DATA FOR PROCESSING:
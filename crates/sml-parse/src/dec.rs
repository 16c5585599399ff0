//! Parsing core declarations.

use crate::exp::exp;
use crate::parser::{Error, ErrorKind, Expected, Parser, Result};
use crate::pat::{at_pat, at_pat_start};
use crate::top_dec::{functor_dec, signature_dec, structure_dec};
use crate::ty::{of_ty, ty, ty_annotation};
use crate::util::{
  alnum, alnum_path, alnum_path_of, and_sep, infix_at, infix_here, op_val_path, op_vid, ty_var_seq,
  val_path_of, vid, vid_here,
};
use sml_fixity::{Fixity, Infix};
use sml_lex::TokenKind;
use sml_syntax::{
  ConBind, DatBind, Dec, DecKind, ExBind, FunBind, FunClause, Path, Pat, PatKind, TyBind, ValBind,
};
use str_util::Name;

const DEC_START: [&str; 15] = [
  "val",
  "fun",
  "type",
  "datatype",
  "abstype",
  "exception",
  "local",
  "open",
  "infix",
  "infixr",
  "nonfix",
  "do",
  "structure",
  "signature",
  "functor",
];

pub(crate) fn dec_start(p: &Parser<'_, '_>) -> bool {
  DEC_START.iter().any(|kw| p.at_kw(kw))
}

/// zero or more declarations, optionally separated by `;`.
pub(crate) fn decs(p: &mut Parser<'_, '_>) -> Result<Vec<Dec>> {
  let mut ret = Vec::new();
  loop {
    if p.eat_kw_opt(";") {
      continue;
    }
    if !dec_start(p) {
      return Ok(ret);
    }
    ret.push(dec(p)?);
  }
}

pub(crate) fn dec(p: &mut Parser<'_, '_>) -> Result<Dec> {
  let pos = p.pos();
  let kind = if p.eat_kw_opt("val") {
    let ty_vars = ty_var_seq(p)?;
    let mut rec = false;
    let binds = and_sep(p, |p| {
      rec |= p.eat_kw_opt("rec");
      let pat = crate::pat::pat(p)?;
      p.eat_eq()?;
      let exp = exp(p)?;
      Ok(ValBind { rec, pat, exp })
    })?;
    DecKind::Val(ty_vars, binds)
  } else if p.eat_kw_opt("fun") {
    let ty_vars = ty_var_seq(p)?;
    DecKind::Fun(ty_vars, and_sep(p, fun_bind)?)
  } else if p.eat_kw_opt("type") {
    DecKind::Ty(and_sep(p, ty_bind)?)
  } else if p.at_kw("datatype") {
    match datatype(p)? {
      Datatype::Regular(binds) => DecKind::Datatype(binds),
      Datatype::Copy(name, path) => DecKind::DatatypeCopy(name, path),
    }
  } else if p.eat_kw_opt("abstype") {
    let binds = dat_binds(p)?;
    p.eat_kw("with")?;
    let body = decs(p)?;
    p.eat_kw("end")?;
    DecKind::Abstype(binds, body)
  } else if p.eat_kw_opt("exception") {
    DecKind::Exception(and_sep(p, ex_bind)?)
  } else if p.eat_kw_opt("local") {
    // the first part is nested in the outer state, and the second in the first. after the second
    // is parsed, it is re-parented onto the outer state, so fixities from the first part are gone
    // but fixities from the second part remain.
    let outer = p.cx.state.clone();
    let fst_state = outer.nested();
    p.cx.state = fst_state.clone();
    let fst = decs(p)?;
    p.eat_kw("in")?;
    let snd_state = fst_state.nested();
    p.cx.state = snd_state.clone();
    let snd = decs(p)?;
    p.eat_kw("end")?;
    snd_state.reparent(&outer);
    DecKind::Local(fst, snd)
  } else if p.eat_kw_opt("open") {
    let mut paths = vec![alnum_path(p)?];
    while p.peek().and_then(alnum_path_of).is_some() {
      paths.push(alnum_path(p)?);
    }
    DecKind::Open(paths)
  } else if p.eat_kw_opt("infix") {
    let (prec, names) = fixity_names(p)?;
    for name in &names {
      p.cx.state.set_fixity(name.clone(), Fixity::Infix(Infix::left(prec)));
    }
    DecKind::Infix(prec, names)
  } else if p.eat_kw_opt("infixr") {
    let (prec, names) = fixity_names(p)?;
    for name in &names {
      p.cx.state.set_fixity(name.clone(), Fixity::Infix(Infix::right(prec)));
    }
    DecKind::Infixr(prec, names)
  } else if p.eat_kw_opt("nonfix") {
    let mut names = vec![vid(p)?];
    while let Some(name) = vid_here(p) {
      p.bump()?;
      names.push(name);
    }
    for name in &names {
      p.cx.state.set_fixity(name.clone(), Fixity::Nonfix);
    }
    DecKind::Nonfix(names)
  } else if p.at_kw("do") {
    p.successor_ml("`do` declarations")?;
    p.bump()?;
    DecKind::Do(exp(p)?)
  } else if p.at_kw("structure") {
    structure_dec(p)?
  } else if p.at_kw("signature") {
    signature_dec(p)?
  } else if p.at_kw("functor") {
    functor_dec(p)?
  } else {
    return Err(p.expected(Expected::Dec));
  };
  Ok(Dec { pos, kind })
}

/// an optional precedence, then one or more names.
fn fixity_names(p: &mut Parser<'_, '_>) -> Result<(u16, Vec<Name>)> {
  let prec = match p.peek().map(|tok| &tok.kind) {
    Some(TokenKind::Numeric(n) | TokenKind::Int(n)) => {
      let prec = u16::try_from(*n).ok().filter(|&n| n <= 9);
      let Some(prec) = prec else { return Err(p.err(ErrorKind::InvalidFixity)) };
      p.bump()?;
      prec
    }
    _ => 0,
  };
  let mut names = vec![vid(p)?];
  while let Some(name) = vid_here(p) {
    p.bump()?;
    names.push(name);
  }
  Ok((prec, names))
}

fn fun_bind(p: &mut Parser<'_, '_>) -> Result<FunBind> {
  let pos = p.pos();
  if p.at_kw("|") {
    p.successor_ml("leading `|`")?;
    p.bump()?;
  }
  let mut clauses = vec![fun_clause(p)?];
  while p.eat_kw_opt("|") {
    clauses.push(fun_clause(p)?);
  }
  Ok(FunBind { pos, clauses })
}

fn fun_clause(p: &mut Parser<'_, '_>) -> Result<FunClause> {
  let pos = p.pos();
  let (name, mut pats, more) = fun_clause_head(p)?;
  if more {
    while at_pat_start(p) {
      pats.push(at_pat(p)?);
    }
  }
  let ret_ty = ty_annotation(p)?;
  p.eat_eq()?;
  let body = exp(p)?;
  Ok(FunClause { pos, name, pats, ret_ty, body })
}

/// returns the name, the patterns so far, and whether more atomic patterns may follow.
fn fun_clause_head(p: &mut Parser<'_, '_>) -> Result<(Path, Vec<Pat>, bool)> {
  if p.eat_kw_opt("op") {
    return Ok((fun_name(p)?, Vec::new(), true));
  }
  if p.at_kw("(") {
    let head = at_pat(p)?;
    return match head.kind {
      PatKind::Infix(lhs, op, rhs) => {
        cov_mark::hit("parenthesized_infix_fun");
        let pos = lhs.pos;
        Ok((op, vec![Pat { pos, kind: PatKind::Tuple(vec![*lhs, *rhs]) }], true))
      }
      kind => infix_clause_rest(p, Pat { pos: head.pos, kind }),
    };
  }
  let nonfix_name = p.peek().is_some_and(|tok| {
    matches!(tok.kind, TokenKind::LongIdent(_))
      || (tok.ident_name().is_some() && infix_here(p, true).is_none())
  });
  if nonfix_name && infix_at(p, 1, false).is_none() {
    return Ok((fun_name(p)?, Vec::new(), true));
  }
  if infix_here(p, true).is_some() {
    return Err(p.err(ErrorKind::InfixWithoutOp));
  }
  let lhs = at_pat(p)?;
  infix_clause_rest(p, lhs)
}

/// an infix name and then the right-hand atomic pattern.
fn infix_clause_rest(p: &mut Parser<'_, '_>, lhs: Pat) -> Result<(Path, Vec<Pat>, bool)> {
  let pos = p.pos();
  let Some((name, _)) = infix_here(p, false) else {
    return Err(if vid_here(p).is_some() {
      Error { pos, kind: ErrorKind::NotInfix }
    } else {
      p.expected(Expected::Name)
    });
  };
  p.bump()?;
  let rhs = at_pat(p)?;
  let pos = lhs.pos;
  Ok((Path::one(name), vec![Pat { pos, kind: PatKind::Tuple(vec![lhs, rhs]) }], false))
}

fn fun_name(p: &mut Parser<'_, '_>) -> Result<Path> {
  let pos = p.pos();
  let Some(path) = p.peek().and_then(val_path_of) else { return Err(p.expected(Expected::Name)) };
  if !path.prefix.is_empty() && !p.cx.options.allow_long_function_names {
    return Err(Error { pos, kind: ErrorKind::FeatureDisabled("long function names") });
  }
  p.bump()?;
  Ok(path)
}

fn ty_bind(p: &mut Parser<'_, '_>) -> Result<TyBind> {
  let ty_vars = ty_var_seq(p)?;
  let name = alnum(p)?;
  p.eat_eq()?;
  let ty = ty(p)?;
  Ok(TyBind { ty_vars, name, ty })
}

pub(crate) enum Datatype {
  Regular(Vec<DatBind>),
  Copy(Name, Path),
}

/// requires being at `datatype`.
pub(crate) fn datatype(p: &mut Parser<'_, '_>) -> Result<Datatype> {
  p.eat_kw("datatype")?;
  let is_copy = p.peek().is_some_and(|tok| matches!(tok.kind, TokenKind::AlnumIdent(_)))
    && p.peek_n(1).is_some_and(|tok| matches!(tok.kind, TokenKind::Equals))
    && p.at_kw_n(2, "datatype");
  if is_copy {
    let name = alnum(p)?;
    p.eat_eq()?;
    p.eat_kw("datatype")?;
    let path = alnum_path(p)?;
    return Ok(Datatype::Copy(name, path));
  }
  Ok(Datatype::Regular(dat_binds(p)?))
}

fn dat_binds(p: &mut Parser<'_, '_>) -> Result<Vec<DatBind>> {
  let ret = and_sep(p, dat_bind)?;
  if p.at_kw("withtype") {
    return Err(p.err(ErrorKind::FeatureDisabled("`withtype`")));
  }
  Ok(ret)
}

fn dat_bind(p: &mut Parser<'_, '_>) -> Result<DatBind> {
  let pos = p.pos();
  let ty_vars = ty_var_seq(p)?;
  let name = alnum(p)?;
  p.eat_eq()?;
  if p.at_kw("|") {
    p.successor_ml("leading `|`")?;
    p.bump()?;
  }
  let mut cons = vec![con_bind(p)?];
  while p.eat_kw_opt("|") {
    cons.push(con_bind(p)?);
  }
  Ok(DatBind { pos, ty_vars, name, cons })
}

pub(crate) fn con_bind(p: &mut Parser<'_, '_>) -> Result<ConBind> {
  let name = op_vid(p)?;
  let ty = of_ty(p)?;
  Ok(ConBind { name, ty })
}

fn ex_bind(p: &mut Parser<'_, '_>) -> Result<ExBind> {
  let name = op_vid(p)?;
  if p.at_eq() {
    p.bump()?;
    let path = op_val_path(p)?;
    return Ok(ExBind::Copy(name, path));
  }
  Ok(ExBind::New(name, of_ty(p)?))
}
...
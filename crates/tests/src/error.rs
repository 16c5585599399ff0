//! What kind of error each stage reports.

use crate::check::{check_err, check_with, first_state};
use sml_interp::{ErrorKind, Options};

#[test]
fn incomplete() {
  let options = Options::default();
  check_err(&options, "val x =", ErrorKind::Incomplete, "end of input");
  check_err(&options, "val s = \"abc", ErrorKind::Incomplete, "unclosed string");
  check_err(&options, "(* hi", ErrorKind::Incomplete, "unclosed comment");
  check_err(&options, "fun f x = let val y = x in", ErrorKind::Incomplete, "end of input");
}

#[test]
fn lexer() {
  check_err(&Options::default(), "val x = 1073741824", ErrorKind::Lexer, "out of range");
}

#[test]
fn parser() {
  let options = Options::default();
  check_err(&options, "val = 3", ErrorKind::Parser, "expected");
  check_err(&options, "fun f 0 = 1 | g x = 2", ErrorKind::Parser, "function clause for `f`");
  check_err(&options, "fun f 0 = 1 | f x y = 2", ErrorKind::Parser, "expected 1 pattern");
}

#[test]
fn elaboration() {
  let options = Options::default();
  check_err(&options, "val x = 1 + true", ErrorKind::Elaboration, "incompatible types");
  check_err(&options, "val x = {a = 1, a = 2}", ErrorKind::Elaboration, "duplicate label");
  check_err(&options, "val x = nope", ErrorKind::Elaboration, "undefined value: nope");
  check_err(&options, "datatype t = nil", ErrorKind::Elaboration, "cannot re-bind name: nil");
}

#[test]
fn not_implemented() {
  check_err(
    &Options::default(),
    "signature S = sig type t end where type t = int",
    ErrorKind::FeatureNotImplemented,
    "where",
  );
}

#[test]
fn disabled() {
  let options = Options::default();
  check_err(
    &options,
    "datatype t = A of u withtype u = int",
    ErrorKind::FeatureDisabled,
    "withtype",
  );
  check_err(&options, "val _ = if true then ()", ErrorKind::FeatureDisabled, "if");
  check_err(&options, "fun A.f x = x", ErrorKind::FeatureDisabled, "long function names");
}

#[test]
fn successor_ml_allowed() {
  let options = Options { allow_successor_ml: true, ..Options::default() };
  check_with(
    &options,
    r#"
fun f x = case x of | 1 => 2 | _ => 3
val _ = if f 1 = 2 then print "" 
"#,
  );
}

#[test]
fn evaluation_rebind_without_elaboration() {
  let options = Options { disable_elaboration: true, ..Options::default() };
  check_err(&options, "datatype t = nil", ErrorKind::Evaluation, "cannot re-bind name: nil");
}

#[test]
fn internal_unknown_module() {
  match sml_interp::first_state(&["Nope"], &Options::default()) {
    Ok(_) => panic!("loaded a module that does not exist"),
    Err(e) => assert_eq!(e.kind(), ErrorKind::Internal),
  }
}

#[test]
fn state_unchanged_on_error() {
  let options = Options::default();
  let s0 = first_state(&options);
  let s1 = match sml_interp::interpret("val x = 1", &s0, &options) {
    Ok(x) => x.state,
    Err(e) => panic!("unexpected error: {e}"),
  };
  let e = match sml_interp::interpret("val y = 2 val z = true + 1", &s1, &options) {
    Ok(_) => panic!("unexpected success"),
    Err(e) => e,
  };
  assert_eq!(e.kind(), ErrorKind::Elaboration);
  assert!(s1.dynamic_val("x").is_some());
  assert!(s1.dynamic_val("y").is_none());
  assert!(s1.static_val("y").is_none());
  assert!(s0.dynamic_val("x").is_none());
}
==
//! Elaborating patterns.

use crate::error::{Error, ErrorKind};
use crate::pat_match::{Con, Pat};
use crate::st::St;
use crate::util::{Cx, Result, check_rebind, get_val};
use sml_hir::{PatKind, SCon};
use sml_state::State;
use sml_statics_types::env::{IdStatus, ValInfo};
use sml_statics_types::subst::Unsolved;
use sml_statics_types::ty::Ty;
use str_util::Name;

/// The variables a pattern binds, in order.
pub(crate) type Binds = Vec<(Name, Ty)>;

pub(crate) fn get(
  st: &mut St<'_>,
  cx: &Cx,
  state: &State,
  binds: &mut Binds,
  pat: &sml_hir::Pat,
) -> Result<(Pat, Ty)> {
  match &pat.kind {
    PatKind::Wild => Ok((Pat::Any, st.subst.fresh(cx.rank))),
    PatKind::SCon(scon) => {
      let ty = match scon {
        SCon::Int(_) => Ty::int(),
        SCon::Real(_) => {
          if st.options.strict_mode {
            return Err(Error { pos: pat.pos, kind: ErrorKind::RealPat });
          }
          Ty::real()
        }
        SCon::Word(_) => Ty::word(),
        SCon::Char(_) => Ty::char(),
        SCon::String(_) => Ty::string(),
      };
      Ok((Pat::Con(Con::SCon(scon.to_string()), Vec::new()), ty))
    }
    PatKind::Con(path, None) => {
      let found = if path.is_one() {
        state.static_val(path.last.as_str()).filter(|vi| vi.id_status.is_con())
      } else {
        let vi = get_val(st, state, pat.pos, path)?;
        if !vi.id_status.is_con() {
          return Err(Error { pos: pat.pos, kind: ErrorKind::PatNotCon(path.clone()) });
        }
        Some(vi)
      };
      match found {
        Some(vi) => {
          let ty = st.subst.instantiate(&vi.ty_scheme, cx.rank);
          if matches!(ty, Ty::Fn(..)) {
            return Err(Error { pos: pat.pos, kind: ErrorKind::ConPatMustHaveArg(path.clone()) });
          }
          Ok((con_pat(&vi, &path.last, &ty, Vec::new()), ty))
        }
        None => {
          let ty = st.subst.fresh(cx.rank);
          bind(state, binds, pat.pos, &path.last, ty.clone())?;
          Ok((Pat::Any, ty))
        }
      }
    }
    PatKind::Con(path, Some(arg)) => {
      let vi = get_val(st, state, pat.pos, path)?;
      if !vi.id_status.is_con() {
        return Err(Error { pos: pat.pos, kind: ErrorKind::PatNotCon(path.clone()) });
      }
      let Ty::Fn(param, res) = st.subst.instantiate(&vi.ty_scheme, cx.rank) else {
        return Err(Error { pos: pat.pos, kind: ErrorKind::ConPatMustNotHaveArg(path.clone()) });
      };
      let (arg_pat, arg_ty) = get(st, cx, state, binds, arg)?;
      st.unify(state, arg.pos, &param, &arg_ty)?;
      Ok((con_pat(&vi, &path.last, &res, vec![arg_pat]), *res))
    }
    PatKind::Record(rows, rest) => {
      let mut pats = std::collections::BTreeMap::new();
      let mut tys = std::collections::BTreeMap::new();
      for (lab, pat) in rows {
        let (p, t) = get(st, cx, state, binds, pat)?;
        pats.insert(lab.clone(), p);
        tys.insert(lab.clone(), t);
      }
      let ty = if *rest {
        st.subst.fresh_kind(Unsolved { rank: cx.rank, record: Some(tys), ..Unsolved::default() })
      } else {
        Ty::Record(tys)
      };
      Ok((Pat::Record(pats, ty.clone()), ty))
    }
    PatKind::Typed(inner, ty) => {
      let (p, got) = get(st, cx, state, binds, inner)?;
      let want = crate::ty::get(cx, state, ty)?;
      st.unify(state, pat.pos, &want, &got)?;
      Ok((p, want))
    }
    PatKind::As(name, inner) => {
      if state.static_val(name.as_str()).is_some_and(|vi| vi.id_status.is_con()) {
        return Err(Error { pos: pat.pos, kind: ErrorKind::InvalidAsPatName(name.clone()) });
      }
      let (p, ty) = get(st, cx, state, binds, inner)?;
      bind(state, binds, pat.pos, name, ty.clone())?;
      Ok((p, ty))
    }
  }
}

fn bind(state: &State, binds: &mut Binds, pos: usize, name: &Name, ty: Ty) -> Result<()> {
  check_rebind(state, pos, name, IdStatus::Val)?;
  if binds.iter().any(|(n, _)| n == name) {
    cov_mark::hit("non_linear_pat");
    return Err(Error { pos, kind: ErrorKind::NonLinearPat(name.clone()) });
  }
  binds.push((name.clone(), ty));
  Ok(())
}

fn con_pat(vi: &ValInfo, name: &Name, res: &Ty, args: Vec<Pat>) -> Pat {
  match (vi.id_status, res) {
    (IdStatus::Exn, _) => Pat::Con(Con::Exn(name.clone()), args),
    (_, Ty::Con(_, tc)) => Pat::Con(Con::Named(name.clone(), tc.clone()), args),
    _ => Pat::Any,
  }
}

WHAT THE TASK REQUIRES: Only the lines above starting at the line that holds "return Err(if vid_here(p).is_some()" and ending at the line that holds "fn fun_name(p: &mut" are to be repeated, exactly and in full.

RESPONSE BELOW:
    return Err(if vid_here(p).is_some() {
      Error { pos, kind: ErrorKind::NotInfix }
    } else {
      p.expected(Expected::Name)
    });
  };
  p.bump()?;
  let rhs = at_pat(p)?;
  let pos = lhs.pos;
  Ok((Path::one(name), vec![Pat { pos, kind: PatKind::Tuple(vec![lhs, rhs]) }], false))
}

fn fun_name(p: &mut Parser<'_, '_>) -> Result<Path> {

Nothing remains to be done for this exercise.